Task description - From the material below, list every line containing "SYMBOLS".

■ ■ ■ ■

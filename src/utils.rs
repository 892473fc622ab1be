//! File handling and nucleotide packing.

use std::fs::{self, File};
use std::io::{BufRead, BufReader, Read};
use std::path::Path;

use flate2::read::MultiGzDecoder;

//-----------------------------------------------------------------------------

// Files.

const SIZE_UNITS: [(f64, &str); 5] = [
    (1.0, "B"),
    (1024.0, "KiB"),
    (1024.0 * 1024.0, "MiB"),
    (1024.0 * 1024.0 * 1024.0, "GiB"),
    (1024.0 * 1024.0 * 1024.0 * 1024.0, "TiB"),
];

/// Returns a human-readable representation of the given number of bytes.
///
/// # Examples
///
/// ```
/// use cdbg_base::utils;
///
/// assert_eq!(utils::human_readable_size(512), "512.000 B");
/// assert_eq!(utils::human_readable_size(3 * 1024 * 1024), "3.000 MiB");
/// ```
pub fn human_readable_size(bytes: usize) -> String {
    let value = bytes as f64;
    let (divisor, unit) = SIZE_UNITS.iter().rev()
        .find(|(divisor, _)| value >= *divisor)
        .copied()
        .unwrap_or(SIZE_UNITS[0]);
    format!("{:.3} {}", value / divisor, unit)
}

/// Returns a human-readable size of the file, or [`None`] if the file cannot be accessed.
pub fn file_size<P: AsRef<Path>>(filename: P) -> Option<String> {
    let metadata = fs::metadata(filename).ok()?;
    Some(human_readable_size(metadata.len() as usize))
}

/// Returns `true` if the file exists.
pub fn file_exists<P: AsRef<Path>>(filename: P) -> bool {
    fs::metadata(filename).is_ok()
}

const GZIP_MAGIC: [u8; 2] = [0x1F, 0x8B];

/// Returns `true` if the file starts with the gzip magic number.
pub fn is_gzipped<P: AsRef<Path>>(filename: P) -> bool {
    let mut magic = [0; 2];
    match File::open(filename) {
        Ok(mut file) => file.read_exact(&mut magic).is_ok() && magic == GZIP_MAGIC,
        Err(_) => false,
    }
}

/// Returns a buffered reader for the file, decompressing it if it is gzip-compressed.
pub fn open_file<P: AsRef<Path>>(filename: P) -> Result<Box<dyn BufRead>, String> {
    let file = File::open(&filename).map_err(|x| format!("Cannot open {}: {}", filename.as_ref().display(), x))?;
    let reader = BufReader::new(file);
    if is_gzipped(&filename) {
        Ok(Box::new(BufReader::new(MultiGzDecoder::new(reader))))
    } else {
        Ok(Box::new(reader))
    }
}

//-----------------------------------------------------------------------------

// Nucleotide packing.

// Symbol 0 marks the end of a sequence that does not fill the last byte.
const SYMBOLS: [u8; 6] = [0, b'A', b'C', b'G', b'T', b'N'];
const RADIX: usize = SYMBOLS.len();
const BASES_PER_BYTE: usize = 3;

const fn symbol_table() -> [u8; 256] {
    let mut result = [5; 256];
    let mut i = 1;
    while i < 5 {
        result[SYMBOLS[i] as usize] = i as u8;
        result[SYMBOLS[i].to_ascii_lowercase() as usize] = i as u8;
        i += 1;
    }
    result
}

const SYMBOL_TABLE: [u8; 256] = symbol_table();

/// Returns the length of the packed encoding of a sequence of `len` bases.
#[inline]
pub fn encoded_len(len: usize) -> usize {
    len.div_ceil(BASES_PER_BYTE)
}

/// Returns the sequence in the alphabet that survives [`encode_sequence`].
///
/// Bases are converted to uppercase, and anything outside `ACGT` becomes `N`.
///
/// # Examples
///
/// ```
/// use cdbg_base::utils;
///
/// assert_eq!(utils::normalize_sequence(b"gaTTacaRY"), b"GATTACANN");
/// ```
pub fn normalize_sequence(sequence: &[u8]) -> Vec<u8> {
    sequence.iter().map(|base| SYMBOLS[SYMBOL_TABLE[*base as usize] as usize]).collect()
}

/// Packs a nucleotide sequence into bytes with three bases per byte.
///
/// Bases are case-insensitive, and anything outside `ACGT` becomes `N`.
/// If the length is not divisible by 3, the last byte is padded with an end marker.
/// See [`decode_sequence`] for unpacking.
///
/// # Examples
///
/// ```
/// use cdbg_base::utils;
///
/// let encoded = utils::encode_sequence(b"GATTACA");
/// assert_eq!(encoded.len(), utils::encoded_len(7));
/// assert_eq!(utils::decode_sequence(&encoded), b"GATTACA");
/// assert_eq!(utils::decode_sequence(&utils::encode_sequence(b"gaxy")), b"GANN");
/// ```
pub fn encode_sequence(sequence: &[u8]) -> Vec<u8> {
    sequence.chunks(BASES_PER_BYTE).map(|bases| {
        bases.iter().rev().fold(0, |packed, base| packed * RADIX + SYMBOL_TABLE[*base as usize] as usize) as u8
    }).collect()
}

/// Unpacks a sequence packed with [`encode_sequence`].
pub fn decode_sequence(encoded: &[u8]) -> Vec<u8> {
    let mut result = Vec::with_capacity(BASES_PER_BYTE * encoded.len());
    for byte in encoded {
        let mut value = *byte as usize;
        for _ in 0..BASES_PER_BYTE {
            let symbol = SYMBOLS[value % RADIX];
            if symbol == 0 {
                return result;
            }
            result.push(symbol);
            value /= RADIX;
        }
    }
    result
}

//-----------------------------------------------------------------------------


//-----------------------------------------------------------------------------
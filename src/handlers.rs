//! Observers of structural graph edits.
//!
//! Any component that must stay consistent with the graph implements [`ActionHandler`] and registers itself with [`ConjugateGraph::add_action_handler`].
//! The graph notifies the handlers synchronously on the mutating thread.
//! Handlers receive a read-only view of the graph and cannot edit it.

use crate::graph::{ConjugateGraph, VertexData};
use crate::ids::{EdgeId, VertexId};

use std::cell::{Cell, RefCell};
use std::rc::{Rc, Weak};

#[cfg(test)]
mod tests;

//-----------------------------------------------------------------------------

/// An observer of structural edits in a [`ConjugateGraph`].
///
/// All callbacks are no-ops by default, so an implementation only needs to handle the events it cares about.
/// Each event is delivered separately for both halves of a conjugate pair.
///
/// Creation events are delivered when the new elements already exist.
/// Deletion events are delivered when the elements still exist.
/// For compound edits (merge, glue, split), the compound event comes first while the old edges still exist and the new ones already exist.
/// It is followed by the individual creation and deletion events.
pub trait ActionHandler<V: VertexData = ()> {
    /// Returns a name for the handler.
    fn name(&self) -> &str;

    /// A vertex was added.
    fn handle_add_vertex(&mut self, _graph: &ConjugateGraph<V>, _vertex: VertexId) {}

    /// A vertex is about to be deleted.
    fn handle_delete_vertex(&mut self, _graph: &ConjugateGraph<V>, _vertex: VertexId) {}

    /// An edge was added.
    fn handle_add_edge(&mut self, _graph: &ConjugateGraph<V>, _edge: EdgeId) {}

    /// An edge is about to be deleted.
    fn handle_delete_edge(&mut self, _graph: &ConjugateGraph<V>, _edge: EdgeId) {}

    /// A path of edges is being replaced with a single edge.
    fn handle_merge(&mut self, _graph: &ConjugateGraph<V>, _old_edges: &[EdgeId], _new_edge: EdgeId) {}

    /// Edges `edge1` and `edge2` are being replaced with `new_edge`.
    fn handle_glue(&mut self, _graph: &ConjugateGraph<V>, _new_edge: EdgeId, _edge1: EdgeId, _edge2: EdgeId) {}

    /// An edge is being split into two consecutive edges.
    fn handle_split(&mut self, _graph: &ConjugateGraph<V>, _old_edge: EdgeId, _new_edge1: EdgeId, _new_edge2: EdgeId) {}
}

//-----------------------------------------------------------------------------

/// Notification tier of a handler.
///
/// Structures that other handlers may depend on (e.g. an index keyed by biological meaning) should be registered at `High`.
/// Generic structures such as smart iterators are registered at `Low`.
#[derive(Clone, Copy, Debug, PartialEq, Eq, PartialOrd, Ord, Hash)]
pub enum HandlerLevel {
    /// Notified first.
    High,
    /// Notified after all `High` handlers.
    Low,
}

/// Identifier of a registered handler.
#[derive(Clone, Copy, Debug, PartialEq, Eq, PartialOrd, Ord, Hash)]
pub struct HandlerId(usize);

struct HandlerEntry<V: VertexData> {
    id: HandlerId,
    level: HandlerLevel,
    handler: Weak<RefCell<dyn ActionHandler<V>>>,
}

// Handlers in notification order.
// Interior mutability allows handlers to be added and removed through a shared reference to the graph, including from within a callback.
pub(crate) struct HandlerRegistry<V: VertexData> {
    entries: RefCell<Vec<HandlerEntry<V>>>,
    next_id: Cell<usize>,
}

impl<V: VertexData> HandlerRegistry<V> {
    pub(crate) fn new() -> Self {
        HandlerRegistry {
            entries: RefCell::new(Vec::new()),
            next_id: Cell::new(0),
        }
    }

    pub(crate) fn register(&self, handler: &Rc<RefCell<dyn ActionHandler<V>>>, level: HandlerLevel) -> HandlerId {
        let id = HandlerId(self.next_id.get());
        self.next_id.set(id.0 + 1);
        let mut entries = self.entries.borrow_mut();
        let position = entries.iter().position(|entry| entry.level > level).unwrap_or(entries.len());
        entries.insert(position, HandlerEntry { id, level, handler: Rc::downgrade(handler) });
        id
    }

    pub(crate) fn remove(&self, id: HandlerId) -> bool {
        let mut entries = self.entries.borrow_mut();
        let len = entries.len();
        entries.retain(|entry| entry.id != id);
        entries.len() < len
    }

    fn contains(&self, id: HandlerId) -> bool {
        self.entries.borrow().iter().any(|entry| entry.id == id)
    }

    pub(crate) fn len(&self) -> usize {
        self.entries.borrow().iter().filter(|entry| entry.handler.strong_count() > 0).count()
    }

    pub(crate) fn names(&self) -> Vec<String> {
        self.entries.borrow().iter()
            .filter_map(|entry| entry.handler.upgrade())
            .map(|handler| handler.borrow().name().to_string())
            .collect()
    }

    // Calls `event` for each live handler in notification order.
    // Handlers removed during the dispatch are skipped if they have not been called yet.
    // Dropped handlers are pruned afterwards.
    pub(crate) fn dispatch<F: FnMut(&mut dyn ActionHandler<V>)>(&self, mut event: F) {
        let snapshot: Vec<(HandlerId, Rc<RefCell<dyn ActionHandler<V>>>)> = self.entries.borrow().iter()
            .filter_map(|entry| entry.handler.upgrade().map(|handler| (entry.id, handler)))
            .collect();
        for (id, handler) in snapshot {
            if !self.contains(id) {
                continue;
            }
            let mut handler = handler.borrow_mut();
            event(&mut *handler);
        }
        self.entries.borrow_mut().retain(|entry| entry.handler.strong_count() > 0);
    }
}

//-----------------------------------------------------------------------------
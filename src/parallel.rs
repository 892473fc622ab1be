//! Balanced chunks for read-only parallel traversal of a graph.
//!
//! The vertices are split into consecutive identifier ranges of roughly equal size.
//! Edge chunks are derived from the vertex ranges, so that each edge belongs to the chunk of its start vertex.
//! Workers run on scoped threads and only see a shared [`GraphCore`], which makes structural edits during the traversal impossible.

use crate::graph::{GraphCore, VertexData};
use crate::ids::{EdgeId, VertexId};

use std::ops::Bound;
use std::{panic, thread};

#[cfg(test)]
mod tests;

//-----------------------------------------------------------------------------

/// A chunk boundary in the vertex order.
///
/// `End` is past the last vertex and compares greater than any vertex.
#[derive(Clone, Copy, Debug, PartialEq, Eq, PartialOrd, Ord, Hash)]
pub enum VertexCursor {
    /// The first vertex of the chunk.
    At(VertexId),
    /// Past the last vertex.
    End,
}

/// A chunk boundary in the edge order.
///
/// Edges are ordered by start vertex and then by position in the outgoing edges of that vertex.
#[derive(Clone, Copy, Debug, PartialEq, Eq, PartialOrd, Ord, Hash)]
pub struct EdgeCursor {
    /// Start vertex of the edge.
    pub vertex: VertexCursor,
    /// Position of the edge in the outgoing edges of the vertex.
    pub offset: usize,
}

impl EdgeCursor {
    /// A cursor past the last edge.
    pub const END: EdgeCursor = EdgeCursor { vertex: VertexCursor::End, offset: 0 };

    /// Returns a cursor at the first outgoing edge of the vertex.
    pub fn at(vertex: VertexCursor) -> Self {
        EdgeCursor { vertex, offset: 0 }
    }
}

//-----------------------------------------------------------------------------

/// Splits a graph into chunks for parallel processing.
///
/// # Examples
///
/// ```
/// use cdbg_base::{ConjugateGraph, ParallelIterationHelper};
///
/// let mut graph: ConjugateGraph = ConjugateGraph::new(2);
/// let u = graph.add_vertex(());
/// let v = graph.add_vertex(());
/// graph.add_edge(u, v, b"ACGT");
/// graph.add_edge(v, u, b"GTAC");
///
/// let helper = ParallelIterationHelper::new(graph.core());
/// let chunks = helper.vertex_chunks(3);
/// assert_eq!(chunks.len(), 4);
///
/// let processed = helper.process_edges(3, true, |_| ());
/// assert_eq!(processed, 2);
/// ```
#[derive(Clone, Copy, Debug)]
pub struct ParallelIterationHelper<'a, V> {
    graph: &'a GraphCore<V>,
}

impl<'a, V: VertexData> ParallelIterationHelper<'a, V> {
    /// Creates a helper for the graph.
    pub fn new(graph: &'a GraphCore<V>) -> Self {
        ParallelIterationHelper { graph }
    }

    /// Returns `n + 1` boundaries that split the vertices into `n` chunks.
    ///
    /// Chunk `i` consists of the vertices from boundary `i` (inclusive) to boundary `i + 1` (exclusive).
    /// All chunks have `size / n` vertices, except that the remainder is added to the first chunk.
    /// If there are fewer vertices than chunks, the trailing chunks are empty.
    ///
    /// # Panics
    ///
    /// Panics if `n == 0`.
    pub fn vertex_chunks(&self, n: usize) -> Vec<VertexCursor> {
        assert!(n > 0, "Cannot split the graph into 0 chunks");
        let total = self.graph.size();
        let chunk_size = total / n;
        let first_size = chunk_size + total % n;

        let mut vertices = self.graph.vertices();
        let mut next_index = 0;
        let mut result: Vec<VertexCursor> = Vec::with_capacity(n + 1);
        let mut previous: Option<(usize, VertexCursor)> = None;
        for i in 0..=n {
            let index = if i == 0 { 0 } else { first_size + (i - 1) * chunk_size };
            let cursor = match previous {
                Some((previous_index, cursor)) if previous_index == index => cursor,
                _ if index >= total => VertexCursor::End,
                _ => {
                    let vertex = vertices.nth(index - next_index);
                    next_index = index + 1;
                    match vertex {
                        Some(vertex) => VertexCursor::At(vertex),
                        None => VertexCursor::End,
                    }
                },
            };
            previous = Some((index, cursor));
            result.push(cursor);
        }

        result
    }

    /// Returns `n + 1` boundaries that split the edges into `n` chunks.
    ///
    /// The boundaries are derived from [`ParallelIterationHelper::vertex_chunks`].
    /// Each boundary is moved to the first outgoing edge (canonical edge if `canonical_only` is set) at or after the vertex boundary.
    ///
    /// # Panics
    ///
    /// Panics if `n == 0`.
    pub fn edge_chunks(&self, n: usize, canonical_only: bool) -> Vec<EdgeCursor> {
        self.vertex_chunks(n).into_iter().map(|boundary| {
            match self.positions(EdgeCursor::at(boundary), EdgeCursor::END, canonical_only).next() {
                Some((cursor, _)) => cursor,
                None => EdgeCursor::END,
            }
        }).collect()
    }

    /// Returns an iterator over the vertices in `start..end`.
    pub fn vertices_between(&self, start: VertexCursor, end: VertexCursor) -> impl Iterator<Item = VertexId> + 'a {
        let graph = self.graph;
        let range = match (start, end) {
            (VertexCursor::At(first), VertexCursor::At(limit)) if first < limit => Some((Bound::Included(first), Bound::Excluded(limit))),
            (VertexCursor::At(first), VertexCursor::End) => Some((Bound::Included(first), Bound::Unbounded)),
            _ => None,
        };
        range.into_iter().flat_map(move |range| graph.vertices_in(range))
    }

    // Edges in `start..end` with their positions.
    fn positions(&self, start: EdgeCursor, end: EdgeCursor, canonical_only: bool) -> impl Iterator<Item = (EdgeCursor, EdgeId)> + 'a {
        let graph = self.graph;
        let range = match (start.vertex, end.vertex) {
            (VertexCursor::At(first), VertexCursor::At(last)) if first <= last => Some((Bound::Included(first), Bound::Included(last))),
            (VertexCursor::At(first), VertexCursor::End) => Some((Bound::Included(first), Bound::Unbounded)),
            _ => None,
        };
        range.into_iter()
            .flat_map(move |range| graph.vertices_in(range))
            .flat_map(move |vertex| {
                graph.outgoing_edges(vertex).iter().enumerate().map(move |(offset, edge)| {
                    (EdgeCursor { vertex: VertexCursor::At(vertex), offset }, *edge)
                })
            })
            .skip_while(move |(cursor, _)| *cursor < start)
            .take_while(move |(cursor, _)| *cursor < end)
            .filter(move |(_, edge)| !canonical_only || graph.is_canonical(*edge))
    }

    /// Returns an iterator over the edges in `start..end`.
    ///
    /// If `canonical_only` is set, only the canonical half of each conjugate pair is listed.
    pub fn edges_between(&self, start: EdgeCursor, end: EdgeCursor, canonical_only: bool) -> impl Iterator<Item = EdgeId> + 'a {
        self.positions(start, end, canonical_only).map(|(_, edge)| edge)
    }
}

//-----------------------------------------------------------------------------

/// Parallel processing.
impl<'a, V: VertexData + Sync> ParallelIterationHelper<'a, V> {
    /// Calls `worker` for each vertex using `n` threads and returns the number of processed vertices.
    ///
    /// If a worker panics, the panic is propagated after the other threads have finished.
    ///
    /// # Panics
    ///
    /// Panics if `n == 0`.
    pub fn process_vertices<F: Fn(VertexId) + Sync>(&self, n: usize, worker: F) -> usize {
        let chunks = self.vertex_chunks(n);
        let worker = &worker;
        thread::scope(|scope| {
            let handles: Vec<_> = chunks.windows(2).map(|bounds| {
                let (start, end) = (bounds[0], bounds[1]);
                scope.spawn(move || {
                    let mut processed = 0;
                    for vertex in self.vertices_between(start, end) {
                        worker(vertex);
                        processed += 1;
                    }
                    processed
                })
            }).collect();
            join_all(handles)
        })
    }

    /// Calls `worker` for each edge using `n` threads and returns the number of processed edges.
    ///
    /// If `canonical_only` is set, only the canonical half of each conjugate pair is processed.
    /// If a worker panics, the panic is propagated after the other threads have finished.
    ///
    /// # Panics
    ///
    /// Panics if `n == 0`.
    pub fn process_edges<F: Fn(EdgeId) + Sync>(&self, n: usize, canonical_only: bool, worker: F) -> usize {
        let chunks = self.edge_chunks(n, canonical_only);
        let worker = &worker;
        thread::scope(|scope| {
            let handles: Vec<_> = chunks.windows(2).map(|bounds| {
                let (start, end) = (bounds[0], bounds[1]);
                scope.spawn(move || {
                    let mut processed = 0;
                    for edge in self.edges_between(start, end, canonical_only) {
                        worker(edge);
                        processed += 1;
                    }
                    processed
                })
            }).collect();
            join_all(handles)
        })
    }
}

fn join_all(handles: Vec<thread::ScopedJoinHandle<'_, usize>>) -> usize {
    let mut total = 0;
    let mut failure = None;
    for handle in handles {
        match handle.join() {
            Ok(processed) => total += processed,
            Err(payload) => {
                failure.get_or_insert(payload);
            },
        }
    }
    if let Some(payload) = failure {
        panic::resume_unwind(payload);
    }
    total
}

//-----------------------------------------------------------------------------
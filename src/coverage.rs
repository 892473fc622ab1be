//! Per-edge coverage kept consistent with structural edits.
//!
//! The index stores the raw number of (k+1)-mer occurrences on each edge.
//! Coverage is the raw count divided by the length of the edge.
//! Both halves of a conjugate pair always have the same raw count.

use crate::graph::{ConjugateGraph, GraphCore, VertexData};
use crate::handlers::{ActionHandler, HandlerId, HandlerLevel};
use crate::ids::EdgeId;

use std::cell::RefCell;
use std::collections::HashMap;
use std::rc::Rc;


//-----------------------------------------------------------------------------

/// Raw edge coverage that follows the graph through merges, glues, splits, and deletions.
///
/// The index is a high-level observer, so it has been updated before any low-level observers (such as smart iterators) see an event.
/// Compound events are handled once per conjugate pair, when the primary edge of the event is canonical.
///
/// * Merge: the new edge gets the sum of the old raw counts.
/// * Glue: the new edge gets the sum of the raw counts of the glued edges.
/// * Split: the raw count is divided in proportion to the lengths of the parts, giving each part at least 1 if the old edge had any coverage.
/// * Delete: the entry is removed.
///
/// # Examples
///
/// ```
/// use cdbg_base::{ConjugateGraph, CoverageIndex};
///
/// let mut graph: ConjugateGraph = ConjugateGraph::new(2);
/// let u = graph.add_vertex(());
/// let v = graph.add_vertex(());
/// let w = graph.add_vertex(());
/// let first = graph.add_edge(u, v, b"ACGTA");
/// let second = graph.add_edge(v, w, b"TACC");
///
/// let index = CoverageIndex::attach(&graph);
/// index.borrow_mut().set_raw(&graph, first, 30);
/// index.borrow_mut().set_raw(&graph, second, 10);
///
/// let merged = graph.merge_path(&[first, second]);
/// assert_eq!(index.borrow().raw_coverage(merged), 40);
/// assert_eq!(index.borrow().raw_coverage(graph.conjugate(merged)), 40);
/// assert_eq!(index.borrow().coverage(&graph, merged), 8.0);
/// ```
#[derive(Clone, Debug, Default, PartialEq, Eq)]
pub struct CoverageIndex {
    raw: HashMap<EdgeId, usize>,
    handler: Option<HandlerId>,
}

impl CoverageIndex {
    /// Creates an index for the graph and registers it as a [`HandlerLevel::High`] observer.
    ///
    /// The index is detached when the returned reference is dropped.
    pub fn attach<V: VertexData>(graph: &ConjugateGraph<V>) -> Rc<RefCell<Self>> {
        let index = Rc::new(RefCell::new(CoverageIndex::default()));
        let handler = graph.add_action_handler(&index, HandlerLevel::High);
        index.borrow_mut().handler = Some(handler);
        index
    }

    /// Returns the observer identifier of the index, if it has been attached to a graph.
    pub fn handler_id(&self) -> Option<HandlerId> {
        self.handler
    }

    /// Returns the number of edges with a coverage entry, counting both halves of each pair.
    pub fn len(&self) -> usize {
        self.raw.len()
    }

    /// Returns `true` if no edge has a coverage entry.
    pub fn is_empty(&self) -> bool {
        self.raw.is_empty()
    }

    /// Returns the raw count for the edge, or 0 if there is none.
    #[inline]
    pub fn raw_coverage(&self, edge: EdgeId) -> usize {
        self.raw.get(&edge).copied().unwrap_or(0)
    }

    /// Returns the raw count divided by the length of the edge.
    pub fn coverage<V: VertexData>(&self, graph: &GraphCore<V>, edge: EdgeId) -> f64 {
        self.raw_coverage(edge) as f64 / graph.length(edge) as f64
    }

    /// Sets the raw count for the edge and its conjugate.
    pub fn set_raw<V: VertexData>(&mut self, graph: &GraphCore<V>, edge: EdgeId, value: usize) {
        self.raw.insert(edge, value);
        self.raw.insert(graph.conjugate(edge), value);
    }

    /// Adds to the raw count of the edge and its conjugate.
    pub fn increment_raw<V: VertexData>(&mut self, graph: &GraphCore<V>, edge: EdgeId, count: usize) {
        let value = self.raw_coverage(edge) + count;
        self.set_raw(graph, edge, value);
    }
}

//-----------------------------------------------------------------------------

impl<V: VertexData> ActionHandler<V> for CoverageIndex {
    fn name(&self) -> &str {
        "CoverageIndex"
    }

    fn handle_delete_edge(&mut self, _graph: &ConjugateGraph<V>, edge: EdgeId) {
        self.raw.remove(&edge);
    }

    fn handle_merge(&mut self, graph: &ConjugateGraph<V>, old_edges: &[EdgeId], new_edge: EdgeId) {
        if !graph.is_canonical(new_edge) {
            return;
        }
        let total = old_edges.iter().map(|edge| self.raw_coverage(*edge)).sum();
        self.set_raw(graph, new_edge, total);
    }

    fn handle_glue(&mut self, graph: &ConjugateGraph<V>, new_edge: EdgeId, edge1: EdgeId, edge2: EdgeId) {
        if !graph.is_canonical(new_edge) {
            return;
        }
        let total = self.raw_coverage(edge1) + self.raw_coverage(edge2);
        self.set_raw(graph, new_edge, total);
    }

    fn handle_split(&mut self, graph: &ConjugateGraph<V>, old_edge: EdgeId, new_edge1: EdgeId, new_edge2: EdgeId) {
        if !graph.is_canonical(old_edge) {
            return;
        }
        let total = self.raw_coverage(old_edge);
        let (first_len, second_len) = (graph.length(new_edge1), graph.length(new_edge2));
        let (first, second) = if total == 0 {
            (0, 0)
        } else {
            let first = (total * first_len / (first_len + second_len)).max(1);
            (first, total.saturating_sub(first).max(1))
        };
        self.set_raw(graph, new_edge1, first);
        self.set_raw(graph, new_edge2, second);
    }
}

//-----------------------------------------------------------------------------
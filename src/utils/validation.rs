use super::error::AnalysisError;

/// Validate a split fraction lies strictly inside (0, 1)
///
/// # Arguments
/// * `test_size` - Fraction of rows assigned to the test partition
///
/// # Returns
/// * `Ok(())` if valid
/// * `Err(AnalysisError::ValidationError)` if out of range
pub fn validate_test_size(test_size: f64) -> Result<(), AnalysisError> {
    if !(test_size > 0.0 && test_size < 1.0) {
        return Err(AnalysisError::ValidationError(format!(
            "test_size must be in (0, 1), got {}",
            test_size
        )));
    }
    Ok(())
}

/// Validate a list of candidate tree depths
///
/// Depths must be non-empty and strictly positive.
pub fn validate_depths(name: &str, depths: &[usize]) -> Result<(), AnalysisError> {
    if depths.is_empty() {
        return Err(AnalysisError::ValidationError(format!(
            "{} must contain at least one depth",
            name
        )));
    }
    if depths.contains(&0) {
        return Err(AnalysisError::ValidationError(format!(
            "{} must only contain depths >= 1",
            name
        )));
    }
    Ok(())
}

/// Validate that a count-like setting is at least `min`
pub fn validate_at_least(name: &str, value: usize, min: usize) -> Result<(), AnalysisError> {
    if value < min {
        return Err(AnalysisError::ValidationError(format!(
            "{} must be >= {}, got {}",
            name, min, value
        )));
    }
    Ok(())
}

■ ■ ■ ■

Response below -
const SYMBOLS: [u8; 6] = [0, b'A', b'C', b'G', b'T', b'N'];
const RADIX: usize = SYMBOLS.len();
        result[SYMBOLS[i] as usize] = i as u8;
        result[SYMBOLS[i].to_ascii_lowercase() as usize] = i as u8;
    sequence.iter().map(|base| SYMBOLS[SYMBOL_TABLE[*base as usize] as usize]).collect()
            let symbol = SYMBOLS[value % RADIX];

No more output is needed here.